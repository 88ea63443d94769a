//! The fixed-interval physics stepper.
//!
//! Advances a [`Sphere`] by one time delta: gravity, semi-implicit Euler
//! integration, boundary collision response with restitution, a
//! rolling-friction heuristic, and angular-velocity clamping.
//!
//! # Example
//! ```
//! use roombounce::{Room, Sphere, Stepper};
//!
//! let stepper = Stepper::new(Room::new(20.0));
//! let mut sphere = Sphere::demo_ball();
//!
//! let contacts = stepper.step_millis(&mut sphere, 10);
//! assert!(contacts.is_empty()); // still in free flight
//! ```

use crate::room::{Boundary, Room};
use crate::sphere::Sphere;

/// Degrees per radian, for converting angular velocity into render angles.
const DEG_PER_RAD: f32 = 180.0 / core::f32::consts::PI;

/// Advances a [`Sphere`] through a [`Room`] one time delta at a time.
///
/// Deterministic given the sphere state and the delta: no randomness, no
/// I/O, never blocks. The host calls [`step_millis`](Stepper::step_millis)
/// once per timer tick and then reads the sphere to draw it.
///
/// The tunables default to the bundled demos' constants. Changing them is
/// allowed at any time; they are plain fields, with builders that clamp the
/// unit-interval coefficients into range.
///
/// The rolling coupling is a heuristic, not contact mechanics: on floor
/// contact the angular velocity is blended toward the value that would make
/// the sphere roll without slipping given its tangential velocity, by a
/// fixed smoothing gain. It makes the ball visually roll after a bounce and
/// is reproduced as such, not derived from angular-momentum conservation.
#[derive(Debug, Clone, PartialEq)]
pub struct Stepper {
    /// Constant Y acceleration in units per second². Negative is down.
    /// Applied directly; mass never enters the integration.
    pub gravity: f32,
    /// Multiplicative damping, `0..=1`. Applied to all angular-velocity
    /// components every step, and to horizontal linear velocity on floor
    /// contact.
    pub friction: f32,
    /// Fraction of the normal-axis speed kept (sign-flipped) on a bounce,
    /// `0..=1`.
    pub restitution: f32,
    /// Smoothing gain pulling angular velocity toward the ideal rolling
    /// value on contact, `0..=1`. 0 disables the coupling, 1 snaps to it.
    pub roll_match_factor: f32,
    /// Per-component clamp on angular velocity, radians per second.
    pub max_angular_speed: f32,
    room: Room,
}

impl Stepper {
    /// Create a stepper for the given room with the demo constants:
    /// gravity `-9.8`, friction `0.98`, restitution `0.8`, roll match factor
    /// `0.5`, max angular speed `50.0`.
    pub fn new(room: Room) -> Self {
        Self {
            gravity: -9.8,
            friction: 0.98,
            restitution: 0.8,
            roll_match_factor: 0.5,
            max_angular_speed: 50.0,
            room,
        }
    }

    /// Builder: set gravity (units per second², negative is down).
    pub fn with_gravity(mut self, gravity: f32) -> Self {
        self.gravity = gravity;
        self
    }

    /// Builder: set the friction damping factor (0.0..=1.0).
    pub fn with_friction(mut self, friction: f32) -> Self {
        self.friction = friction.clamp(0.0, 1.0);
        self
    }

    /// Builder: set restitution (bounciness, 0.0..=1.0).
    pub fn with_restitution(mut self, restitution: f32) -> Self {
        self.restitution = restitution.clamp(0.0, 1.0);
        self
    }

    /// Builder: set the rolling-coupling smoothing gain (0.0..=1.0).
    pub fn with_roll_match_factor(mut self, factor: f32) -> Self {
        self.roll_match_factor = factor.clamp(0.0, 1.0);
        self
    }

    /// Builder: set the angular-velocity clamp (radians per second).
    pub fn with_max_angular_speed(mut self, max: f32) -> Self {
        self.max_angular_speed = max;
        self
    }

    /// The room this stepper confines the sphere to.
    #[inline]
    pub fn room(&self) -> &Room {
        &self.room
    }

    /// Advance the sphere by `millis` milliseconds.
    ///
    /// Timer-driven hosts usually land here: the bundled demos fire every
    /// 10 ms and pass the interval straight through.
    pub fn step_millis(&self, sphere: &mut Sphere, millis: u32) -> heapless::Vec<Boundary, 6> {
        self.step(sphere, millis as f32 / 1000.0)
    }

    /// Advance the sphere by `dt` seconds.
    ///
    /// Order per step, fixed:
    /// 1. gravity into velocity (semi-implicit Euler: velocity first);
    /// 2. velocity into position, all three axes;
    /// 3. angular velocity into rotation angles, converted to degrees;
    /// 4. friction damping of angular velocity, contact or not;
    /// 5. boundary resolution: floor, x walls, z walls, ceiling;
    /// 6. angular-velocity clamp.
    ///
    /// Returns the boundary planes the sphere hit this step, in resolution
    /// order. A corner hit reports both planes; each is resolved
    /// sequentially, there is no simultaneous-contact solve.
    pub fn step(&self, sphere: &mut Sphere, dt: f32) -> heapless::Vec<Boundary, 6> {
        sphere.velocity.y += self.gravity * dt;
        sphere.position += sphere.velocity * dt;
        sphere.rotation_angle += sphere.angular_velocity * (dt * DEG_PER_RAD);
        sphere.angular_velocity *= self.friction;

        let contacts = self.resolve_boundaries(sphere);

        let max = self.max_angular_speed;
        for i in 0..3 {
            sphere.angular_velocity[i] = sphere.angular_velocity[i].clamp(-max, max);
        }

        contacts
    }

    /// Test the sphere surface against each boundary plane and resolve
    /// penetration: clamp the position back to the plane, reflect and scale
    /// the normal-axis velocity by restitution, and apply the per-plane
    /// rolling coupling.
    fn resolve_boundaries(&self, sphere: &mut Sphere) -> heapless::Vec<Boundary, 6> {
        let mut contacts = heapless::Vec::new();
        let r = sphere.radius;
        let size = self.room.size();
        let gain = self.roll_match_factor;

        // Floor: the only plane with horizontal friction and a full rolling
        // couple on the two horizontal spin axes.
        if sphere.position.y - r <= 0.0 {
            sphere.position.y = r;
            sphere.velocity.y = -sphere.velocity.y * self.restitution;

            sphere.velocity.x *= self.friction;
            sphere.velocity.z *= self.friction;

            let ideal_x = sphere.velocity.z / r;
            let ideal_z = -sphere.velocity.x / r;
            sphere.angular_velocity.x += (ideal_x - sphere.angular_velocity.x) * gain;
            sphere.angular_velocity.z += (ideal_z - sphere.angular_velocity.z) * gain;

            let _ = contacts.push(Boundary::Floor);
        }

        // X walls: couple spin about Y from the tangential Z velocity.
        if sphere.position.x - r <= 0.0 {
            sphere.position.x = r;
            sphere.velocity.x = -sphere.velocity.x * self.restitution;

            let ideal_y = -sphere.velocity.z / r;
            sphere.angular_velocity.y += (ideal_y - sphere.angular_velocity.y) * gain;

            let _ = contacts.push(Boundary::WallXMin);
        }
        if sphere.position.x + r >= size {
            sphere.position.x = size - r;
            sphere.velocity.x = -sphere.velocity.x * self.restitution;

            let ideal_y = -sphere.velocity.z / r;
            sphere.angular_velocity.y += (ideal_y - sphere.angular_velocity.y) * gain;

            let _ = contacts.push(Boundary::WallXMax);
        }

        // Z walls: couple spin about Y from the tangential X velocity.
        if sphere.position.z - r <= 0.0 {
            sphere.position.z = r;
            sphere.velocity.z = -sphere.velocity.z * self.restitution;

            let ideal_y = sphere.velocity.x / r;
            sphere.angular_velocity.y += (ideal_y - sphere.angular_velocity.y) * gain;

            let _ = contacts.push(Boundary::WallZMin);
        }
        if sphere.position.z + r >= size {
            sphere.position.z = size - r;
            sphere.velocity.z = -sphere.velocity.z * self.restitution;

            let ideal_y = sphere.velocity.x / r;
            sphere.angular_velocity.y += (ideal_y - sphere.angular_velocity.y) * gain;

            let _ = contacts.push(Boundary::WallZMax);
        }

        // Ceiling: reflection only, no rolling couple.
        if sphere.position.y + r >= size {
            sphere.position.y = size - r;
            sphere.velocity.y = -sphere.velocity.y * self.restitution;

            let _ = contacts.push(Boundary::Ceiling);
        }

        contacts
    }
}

=====

Copy out the material exactly, omitting nothing.

repository 88ea63443d94769a
//! The fixed-interval physics stepper.
//!
//! Advances a [`Sphere`] by one time delta: gravity, semi-implicit Euler
//! integration, boundary collision response with restitution, a
//! rolling-friction heuristic, and angular-velocity clamping.
//!
//! # Example
//! ```
//! use roombounce::{Room, Sphere, Stepper};
//!
//! let stepper = Stepper::new(Room::new(20.0));
//! let mut sphere = Sphere::demo_ball();
//!
//! let contacts = stepper.step_millis(&mut sphere, 10);
//! assert!(contacts.is_empty()); // still in free flight
//! ```

use crate::room::{Boundary, Room};
use crate::sphere::Sphere;

/// Degrees per radian, for converting angular velocity into render angles.
const DEG_PER_RAD: f32 = 180.0 / core::f32::consts::PI;

/// Advances a [`Sphere`] through a [`Room`] one time delta at a time.
///
/// Deterministic given the sphere state and the delta: no randomness, no
/// I/O, never blocks. The host calls [`step_millis`](Stepper::step_millis)
/// once per timer tick and then reads the sphere to draw it.
///
/// The tunables default to the bundled demos' constants. Changing them is
/// allowed at any time; they are plain fields, with builders that clamp the
/// unit-interval coefficients into range.
///
/// The rolling coupling is a heuristic, not contact mechanics: on floor
/// contact the angular velocity is blended toward the value that would make
/// the sphere roll without slipping given its tangential velocity, by a
/// fixed smoothing gain. It makes the ball visually roll after a bounce and
/// is reproduced as such, not derived from angular-momentum conservation.
#[derive(Debug, Clone, PartialEq)]
pub struct Stepper {
    /// Constant Y acceleration in units per second². Negative is down.
    /// Applied directly; mass never enters the integration.
    pub gravity: f32,
    /// Multiplicative damping, `0..=1`. Applied to all angular-velocity
    /// components every step, and to horizontal linear velocity on floor
    /// contact.
    pub friction: f32,
    /// Fraction of the normal-axis speed kept (sign-flipped) on a bounce,
    /// `0..=1`.
    pub restitution: f32,
    /// Smoothing gain pulling angular velocity toward the ideal rolling
    /// value on contact, `0..=1`. 0 disables the coupling, 1 snaps to it.
    pub roll_match_factor: f32,
    /// Per-component clamp on angular velocity, radians per second.
    pub max_angular_speed: f32,
    room: Room,
}

impl Stepper {
    /// Create a stepper for the given room with the demo constants:
    /// gravity `-9.8`, friction `0.98`, restitution `0.8`, roll match factor
    /// `0.5`, max angular speed `50.0`.
    pub fn new(room: Room) -> Self {
        Self {
            gravity: -9.8,
            friction: 0.98,
            restitution: 0.8,
            roll_match_factor: 0.5,
            max_angular_speed: 50.0,
            room,
        }
    }

    /// Builder: set gravity (units per second², negative is down).
    pub fn with_gravity(mut self, gravity: f32) -> Self {
        self.gravity = gravity;
        self
    }

    /// Builder: set the friction damping factor (0.0..=1.0).
    pub fn with_friction(mut self, friction: f32) -> Self {
        self.friction = friction.clamp(0.0, 1.0);
        self
    }

    /// Builder: set restitution (bounciness, 0.0..=1.0).
    pub fn with_restitution(mut self, restitution: f32) -> Self {
        self.restitution = restitution.clamp(0.0, 1.0);
        self
    }

    /// Builder: set the rolling-coupling smoothing gain (0.0..=1.0).
    pub fn with_roll_match_factor(mut self, factor: f32) -> Self {
        self.roll_match_factor = factor.clamp(0.0, 1.0);
        self
    }

    /// Builder: set the angular-velocity clamp (radians per second).
    pub fn with_max_angular_speed(mut self, max: f32) -> Self {
        self.max_angular_speed = max;
        self
    }

    /// The room this stepper confines the sphere to.
    #[inline]
    pub fn room(&self) -> &Room {
        &self.room
    }

    /// Advance the sphere by `millis` milliseconds.
    ///
    /// Timer-driven hosts usually land here: the bundled demos fire every
    /// 10 ms and pass the interval straight through.
    pub fn step_millis(&self, sphere: &mut Sphere, millis: u32) -> heapless::Vec<Boundary, 6> {
        self.step(sphere, millis as f32 / 1000.0)
    }

    /// Advance the sphere by `dt` seconds.
    ///
    /// Order per step, fixed:
    /// 1. gravity into velocity (semi-implicit Euler: velocity first);
    /// 2. velocity into position, all three axes;
    /// 3. angular velocity into rotation angles, converted to degrees;
    /// 4. friction damping of angular velocity, contact or not;
    /// 5. boundary resolution: floor, x walls, z walls, ceiling;
    /// 6. angular-velocity clamp.
    ///
    /// Returns the boundary planes the sphere hit this step, in resolution
    /// order. A corner hit reports both planes; each is resolved
    /// sequentially, there is no simultaneous-contact solve.
    pub fn step(&self, sphere: &mut Sphere, dt: f32) -> heapless::Vec<Boundary, 6> {
        sphere.velocity.y += self.gravity * dt;
        sphere.position += sphere.velocity * dt;
        sphere.rotation_angle += sphere.angular_velocity * (dt * DEG_PER_RAD);
        sphere.angular_velocity *= self.friction;

        let contacts = self.resolve_boundaries(sphere);

        let max = self.max_angular_speed;
        for i in 0..3 {
            sphere.angular_velocity[i] = sphere.angular_velocity[i].clamp(-max, max);
        }

        contacts
    }

    /// Test the sphere surface against each boundary plane and resolve
    /// penetration: clamp the position back to the plane, reflect and scale
    /// the normal-axis velocity by restitution, and apply the per-plane
    /// rolling coupling.
    fn resolve_boundaries(&self, sphere: &mut Sphere) -> heapless::Vec<Boundary, 6> {
        let mut contacts = heapless::Vec::new();
        let r = sphere.radius;
        let size = self.room.size();
        let gain = self.roll_match_factor;

        // Floor: the only plane with horizontal friction and a full rolling
        // couple on the two horizontal spin axes.
        if sphere.position.y - r <= 0.0 {
            sphere.position.y = r;
            sphere.velocity.y = -sphere.velocity.y * self.restitution;

            sphere.velocity.x *= self.friction;
            sphere.velocity.z *= self.friction;

            let ideal_x = sphere.velocity.z / r;
            let ideal_z = -sphere.velocity.x / r;
            sphere.angular_velocity.x += (ideal_x - sphere.angular_velocity.x) * gain;
            sphere.angular_velocity.z += (ideal_z - sphere.angular_velocity.z) * gain;

            let _ = contacts.push(Boundary::Floor);
        }

        // X walls: couple spin about Y from the tangential Z velocity.
        if sphere.position.x - r <= 0.0 {
            sphere.position.x = r;
            sphere.velocity.x = -sphere.velocity.x * self.restitution;

            let ideal_y = -sphere.velocity.z / r;
            sphere.angular_velocity.y += (ideal_y - sphere.angular_velocity.y) * gain;

            let _ = contacts.push(Boundary::WallXMin);
        }
        if sphere.position.x + r >= size {
            sphere.position.x = size - r;
            sphere.velocity.x = -sphere.velocity.x * self.restitution;

            let ideal_y = -sphere.velocity.z / r;
            sphere.angular_velocity.y += (ideal_y - sphere.angular_velocity.y) * gain;

            let _ = contacts.push(Boundary::WallXMax);
        }

        // Z walls: couple spin about Y from the tangential X velocity.
        if sphere.position.z - r <= 0.0 {
            sphere.position.z = r;
            sphere.velocity.z = -sphere.velocity.z * self.restitution;

            let ideal_y = sphere.velocity.x / r;
            sphere.angular_velocity.y += (ideal_y - sphere.angular_velocity.y) * gain;

            let _ = contacts.push(Boundary::WallZMin);
        }
        if sphere.position.z + r >= size {
            sphere.position.z = size - r;
            sphere.velocity.z = -sphere.velocity.z * self.restitution;

            let ideal_y = sphere.velocity.x / r;
            sphere.angular_velocity.y += (ideal_y - sphere.angular_velocity.y) * gain;

            let _ = contacts.push(Boundary::WallZMax);
        }

        // Ceiling: reflection only, no rolling couple.
        if sphere.position.y + r >= size {
            sphere.position.y = size - r;
            sphere.velocity.y = -sphere.velocity.y * self.restitution;

            let _ = contacts.push(Boundary::Ceiling);
        }

        contacts
    }
}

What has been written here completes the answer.